Audit a merged dataset against the two source datasets used to create it.
This function is designed to catch common merge problems before analysis,
including incompatible key types, duplicate key combinations, unexpected
overlapping variables, unresolved .x / .y variables, and value conflicts
between duplicated variables.
Value
A list with merge validation results, including:
- SummaryText
A plain-text summary of the merge audit.
- ReadyForAnalysis
Logical value indicating whether major merge-integrity issues were absent.
- Summary
One-row tibble with core merge metrics.
- Fingerprint
Tibble comparing rows, columns, and unique key combinations across datasets.
- KeyTypes
Tibble showing key variable classes before coercion.
- Checks
Tibble summarizing validation checks and pass/warning/fail status.
- SuggestedActions
Tibble with suggested review steps.
- Relationship
Tibble describing key uniqueness in LeftData, RightData, and MergedData.
- IDCoverage
List containing Matching, LeftOnly, and RightOnly key combinations.
- DuplicateKeys
List containing duplicated key rows from Left, Right, and Merged datasets.
- OverlappingVariables
Tibble of variables present in both source datasets but not listed as keys.
- PotentialMergeRisk
Tibble of overlap variables that could have affected an unspecified dplyr join.
- JoinAudit
Tibble showing variables present in both source datasets and whether they were specified as merge keys.
- OverlapAudit
Tibble auditing all source variables by source presence and key status.
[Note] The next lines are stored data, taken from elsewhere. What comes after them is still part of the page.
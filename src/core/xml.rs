//! Minimal element walker over `quick-xml` used by the XML-backed registries.

use quick_xml::Reader;
use quick_xml::events::{BytesStart, Event};

use super::error::MasterDataError;

/// One XML element with its attributes and accumulated text content.
#[derive(Debug, Clone, Default)]
pub struct XmlElement {
    pub name: String,
    pub attributes: Vec<(String, String)>,
    pub text: String,
}

impl XmlElement {
    /// Attribute value by name.
    pub fn attr(&self, key: &str) -> Option<&str> {
        self.attributes
            .iter()
            .find(|(k, _)| k == key)
            .map(|(_, v)| v.as_str())
    }

    /// Attribute value by name, or `MissingAttribute`.
    pub fn required_attr(&self, key: &'static str) -> Result<&str, MasterDataError> {
        self.attr(key)
            .ok_or_else(|| MasterDataError::MissingAttribute {
                element: self.name.clone(),
                attribute: key,
            })
    }
}

fn xml_err(e: impl std::fmt::Display) -> MasterDataError {
    MasterDataError::Xml(e.to_string())
}

fn element_from(e: &BytesStart<'_>) -> Result<XmlElement, MasterDataError> {
    let name = std::str::from_utf8(e.name().as_ref())
        .map_err(xml_err)?
        .to_string();
    let mut attributes = Vec::new();
    for attr in e.attributes() {
        let attr = attr.map_err(xml_err)?;
        let key = std::str::from_utf8(attr.key.as_ref())
            .map_err(xml_err)?
            .to_string();
        let value = attr.unescape_value().map_err(xml_err)?.into_owned();
        attributes.push((key, value));
    }
    Ok(XmlElement {
        name,
        attributes,
        text: String::new(),
    })
}

/// Walk every element of `xml` in closing order.
///
/// `visit` is called when an element ends, so its text is complete and its
/// children have already been visited. The first argument holds the open
/// ancestors, outermost first.
pub fn for_each_element<F>(xml: &str, mut visit: F) -> Result<(), MasterDataError>
where
    F: FnMut(&[XmlElement], &XmlElement) -> Result<(), MasterDataError>,
{
    let mut reader = Reader::from_str(xml);
    reader.config_mut().trim_text(true);

    let mut stack: Vec<XmlElement> = Vec::new();

    loop {
        match reader.read_event() {
            Ok(Event::Start(ref e)) => stack.push(element_from(e)?),
            Ok(Event::Empty(ref e)) => {
                let element = element_from(e)?;
                visit(&stack, &element)?;
            }
            Ok(Event::Text(ref e)) => {
                let text = e.unescape().map_err(xml_err)?;
                if let Some(top) = stack.last_mut() {
                    top.text.push_str(&text);
                }
            }
            Ok(Event::CData(e)) => {
                let raw = e.into_inner();
                if let Some(top) = stack.last_mut() {
                    top.text.push_str(&String::from_utf8_lossy(&raw));
                }
            }
            Ok(Event::End(_)) => {
                if let Some(element) = stack.pop() {
                    visit(&stack, &element)?;
                }
            }
            Ok(Event::Eof) => break,
            Err(e) => {
                return Err(MasterDataError::Xml(format!(
                    "parse error at position {}: {e}",
                    reader.buffer_position()
                )));
            }
            _ => {}
        }
    }

    if let Some(open) = stack.last() {
        return Err(MasterDataError::Xml(format!(
            "unexpected end of document inside <{}>",
            open.name
        )));
    }
    Ok(())
}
- UnresolvedDuplicateVariables
Tibble of
.x/.yduplicate variable pairs still present in MergedData.- DuplicateVariables
Tibble with agreement, conflict counts, and classes for duplicated variables.
- SuspiciousConflicts
Subset of duplicated variables with low agreement or mismatched classes.
- VariableConflicts
Long-format tibble of record-level value conflicts.